### Task data

--- START ---

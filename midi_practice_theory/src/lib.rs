// Music theory tables for the practice engine.
//
// Pure lookup and membership functions with no randomness. The prompt
// generator in `midi_practice_routine` uses these to filter candidate pitches
// (`NoteScale::contains`) and to pick chords rooted on scale degrees
// (`NoteScale::chords`).
//
// Architecture:
// - `notes.rs`: `BaseNote` pitch classes, enharmonic names, MIDI note formatting
// - `scale.rs`: `ScaleFamily` interval patterns and the `NoteScale` pitch-class set
// - `chord.rs`: `ChordQuality` offsets, `Chord` voicings, the `ChordTable`
// - `registry.rs`: `TheoryRegistry`, the immutable scale/chord registry built
//   once and passed by reference to consumers
//
// Pitches are MIDI note numbers (0..=127, 60 = C4). Membership tests take
// `i32` so out-of-range candidates can be rejected rather than wrapped.

pub mod chord;
pub mod notes;
pub mod registry;
pub mod scale;

pub use chord::{Chord, ChordQuality, ChordTable};
pub use notes::{BaseNote, MAX_MIDI_NOTE, format_midi_letter, format_midi_note};
pub use registry::TheoryRegistry;
pub use scale::{NoteScale, ScaleFamily};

--- END ---

Retype every line up to and including the one that contains "pub use registry::TheoryRegistry;", beginning at the first line of the records, with no edits.

### Task solution
filename midi_practice_theory/src/lib.rs
// Music theory tables for the practice engine.
//
// Pure lookup and membership functions with no randomness. The prompt
// generator in `midi_practice_routine` uses these to filter candidate pitches
// (`NoteScale::contains`) and to pick chords rooted on scale degrees
// (`NoteScale::chords`).
//
// Architecture:
// - `notes.rs`: `BaseNote` pitch classes, enharmonic names, MIDI note formatting
// - `scale.rs`: `ScaleFamily` interval patterns and the `NoteScale` pitch-class set
// - `chord.rs`: `ChordQuality` offsets, `Chord` voicings, the `ChordTable`
// - `registry.rs`: `TheoryRegistry`, the immutable scale/chord registry built
//   once and passed by reference to consumers
//
// Pitches are MIDI note numbers (0..=127, 60 = C4). Membership tests take
// `i32` so out-of-range candidates can be rejected rather than wrapped.

pub mod chord;
pub mod notes;
pub mod registry;
pub mod scale;

pub use chord::{Chord, ChordQuality, ChordTable};
pub use notes::{BaseNote, MAX_MIDI_NOTE, format_midi_letter, format_midi_note};
pub use registry::TheoryRegistry;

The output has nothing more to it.